Architects don’t make a lot of money compared to other professionals. Most people think we do because we have a fancy title, but we don’t. That was the first thing faculty told students and parents at student orientation. They separated the parents from the students anxious to get to the drinking and sex. They said to us, the students, “You will not make money. If your goal is to make money, get out now.” To the parents they said, “Your children will not make money; if your goal is to have them make money, get them out now.” Luckily I have a cool dad that always told me, “Do what you want to do, and the money will follow.” I decided then that not making money is okay, and I stand by that decision. I accept that I will make less than my friends and partner. I am at peace with that. I am blessed to have people in my life that were brought up to be humble, down-to-earth, and sensitive even when they have money, but I am acutely aware of class and hierarchy, especially in meetings where I feel like I’m surrounded by fraud-sniffing, people-suit-wearing aliens.
Then they started with the numbers and the numbers and the numbers and the tens of thousands of dollars for the millwork and the tens of thousands of dollars for the toilets and the hundreds of thousands of dollars for the concrete, and my mind went to another place.
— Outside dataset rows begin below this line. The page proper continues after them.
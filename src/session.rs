//! Session state machine over the grid engine.
//!
//! A [`GameSession`] owns the grid, the running score, the best score and the
//! RNG used for spawns. Every transition takes `&mut self`, so two moves can
//! never be applied to the same session at once. Persisting the best score is
//! left to the caller (see [`crate::store`]).
//!
//! ```
//! use cover_2048::engine::Direction;
//! use cover_2048::session::{GameSession, SessionConfig, Status};
//! use rand::{rngs::StdRng, SeedableRng};
//!
//! let mut session = GameSession::new(SessionConfig::default(), 0, StdRng::seed_from_u64(7));
//! assert_eq!(session.grid().tile_count(), 2);
//! let turn = session.play(Direction::Left);
//! assert!(turn.status == Status::Playing || turn.status == Status::GameOver);
//! ```

use log::{debug, info};
use rand::Rng;
use serde::{Deserialize, Serialize};

use crate::engine::{self, Direction, Grid, GridError, Score, Tile, DEFAULT_SIZE, DEFAULT_TARGET};

#[derive(Debug, Clone, Copy, PartialEq, Eq, Hash, Serialize, Deserialize)]
#[serde(rename_all = "snake_case")]
pub enum Status {
    Playing,
    Won,
    GameOver,
}

/// Board size and winning tile for a session.
#[derive(Debug, Clone, Copy, PartialEq, Eq, Serialize, Deserialize)]
pub struct SessionConfig {
    pub size: usize,
    pub target: Tile,
}

impl Default for SessionConfig {
    fn default() -> Self {
        Self { size: DEFAULT_SIZE, target: DEFAULT_TARGET }
    }
}

/// What one `play` call did.
#[derive(Debug, Clone, Copy, PartialEq, Eq)]
pub struct Turn {
    pub moved: bool,
    pub score_delta: Score,
    pub status: Status,
}

/// Serializable view of a session for renderers.
#[derive(Debug, Clone, PartialEq, Eq, Serialize, Deserialize)]
pub struct Snapshot {
    pub grid: Grid,
    pub score: Score,
    pub best_score: Score,
    pub status: Status,
    pub won: bool,
    pub game_over: bool,
    pub keep_playing: bool,
    pub moves: u32,
}

pub struct GameSession<R: Rng> {
    config: SessionConfig,
    grid: Grid,
    score: Score,
    best_score: Score,
    status: Status,
    keep_playing: bool,
    moves: u32,
    rng: R,
}

impl<R: Rng> GameSession<R> {
    /// Start a fresh game. `best_score` is whatever the caller loaded from storage.
    pub fn new(config: SessionConfig, best_score: Score, mut rng: R) -> Self {
        let grid = engine::initialize(config.size, &mut rng);
        let mut session = Self {
            config,
            grid,
            score: 0,
            best_score,
            status: Status::Playing,
            keep_playing: false,
            moves: 0,
            rng,
        };
        session.status = session.evaluate();
        info!("new game: size={} target={} best={}", config.size, config.target, best_score);
        session
    }

    /// Rebuild a session from persisted state. The grid must match `config.size`.
    pub fn resume(
        config: SessionConfig,
        grid: Grid,
        score: Score,
        best_score: Score,
        keep_playing: bool,
        moves: u32,
        rng: R,
    ) -> Result<Self, GridError> {
        if grid.size() != config.size {
            return Err(GridError::CellCount {
                size: config.size,
                expected: config.size * config.size,
                len: grid.cells().len(),
            });
        }
        let mut session = Self {
            config,
            grid,
            score,
            best_score: best_score.max(score),
            status: Status::Playing,
            keep_playing,
            moves,
            rng,
        };
        session.status = session.evaluate();
        Ok(session)
    }

    /// Apply one move request.
    ///
    /// Ignored while the game is over, or while won and not yet continued.
    pub fn play(&mut self, direction: Direction) -> Turn {
        if !self.accepts_moves() {
            debug!("ignoring {} in state {:?}", direction, self.status);
            return Turn { moved: false, score_delta: 0, status: self.status };
        }
        let outcome = engine::apply_move(&self.grid, direction);
        if !outcome.moved {
            debug!("{} did not change the grid", direction);
            return Turn { moved: false, score_delta: 0, status: self.status };
        }
        self.grid = engine::spawn_random_tile(&outcome.grid, &mut self.rng);
        self.score += outcome.score_delta;
        self.best_score = self.best_score.max(self.score);
        self.moves += 1;
        self.status = self.evaluate();
        debug!("{} scored {} (score={}, status={:?})", direction, outcome.score_delta, self.score, self.status);
        match self.status {
            Status::Won => info!("reached {} after {} moves, score {}", self.config.target, self.moves, self.score),
            Status::GameOver => info!("game over after {} moves, score {}", self.moves, self.score),
            Status::Playing => {}
        }
        Turn { moved: true, score_delta: outcome.score_delta, status: self.status }
    }

    /// Dismiss the win and continue. Win checks stay off for the rest of this game.
    /// Returns `false` when the session was not in the `Won` state.
    pub fn keep_playing(&mut self) -> bool {
        if self.status != Status::Won {
            return false;
        }
        self.keep_playing = true;
        self.status = self.evaluate();
        true
    }

    /// Throw away the current board and start over. The best score survives.
    pub fn new_game(&mut self) {
        self.grid = engine::initialize(self.config.size, &mut self.rng);
        self.score = 0;
        self.keep_playing = false;
        self.moves = 0;
        self.status = self.evaluate();
        info!("new game: size={} target={} best={}", self.config.size, self.config.target, self.best_score);
    }

    #[inline]
    pub fn grid(&self) -> &Grid {
        &self.grid
    }

    #[inline]
    pub fn score(&self) -> Score {
        self.score
    }

    #[inline]
    pub fn best_score(&self) -> Score {
        self.best_score
    }

    #[inline]
    pub fn status(&self) -> Status {
        self.status
    }

    #[inline]
    pub fn is_keep_playing(&self) -> bool {
        self.keep_playing
    }

    #[inline]
    pub fn moves(&self) -> u32 {
        self.moves
    }

    #[inline]
    pub fn config(&self) -> SessionConfig {
        self.config
    }

    pub fn snapshot(&self) -> Snapshot {
        Snapshot {
            grid: self.grid.clone(),
            score: self.score,
            best_score: self.best_score,
            status: self.status,
            won: self.status == Status::Won,
            game_over: self.status == Status::GameOver,
            keep_playing: self.keep_playing,
            moves: self.moves,
        }
    }

    fn accepts_moves(&self) -> bool {
        match self.status {
            Status::Playing => true,
            Status::Won => self.keep_playing,
            Status::GameOver => false,
        }
    }

    // Win takes precedence over game over; `keep_playing` re-evaluates.
    fn evaluate(&self) -> Status {
        if !self.keep_playing && engine::has_reached_target(&self.grid, self.config.target) {
            Status::Won
        } else if !engine::has_any_legal_move(&self.grid) {
            Status::GameOver
        } else {
            Status::Playing
        }
    }
}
I thought, “It’s cold in here. I wonder what that power cord goes to. The top of my mouth feels funny. Is he wearing a burgundy shirt? I like burgundy. I wonder what ever happened to that burgundy shirt I wore that one time. Jeez, that was a long time ago. Why would I think about that? I hope they have cookies after this meeting. Is it okay to ask if they have cookies right now? A snicker doodle. I would kill for a snicker doodle. Or a muffin. A cinnamon-sugar muffin. With apple juice. In the four-ounce plastic tub with the aluminum foil top. And maybe a small pack of raisins. I really miss those small packs of raisins. And peanut butter and jelly sandwiches cut on the diagonal. No. Cut straight across. That would be better, cut straight across. And the jelly needs to be in the center of two layers of peanut butter. Peanut butter on one slice with jelly on the other slice is just wrong. People who make a peanut butter and jelly sandwich that way are evil. Ooh, and a small carton of milk to wash down the peanut butter and jelly sandwich. I wish I were in the cafeteria in the first grade.”
When I hear numbers over 50, my mind turns to bleh.
I don’t mind not making money for doing architecture, but I do mind sitting in meetings where my mind turns to mush. I say this semi-seriously. It’s an aspect of the job that I need to find out how to not do.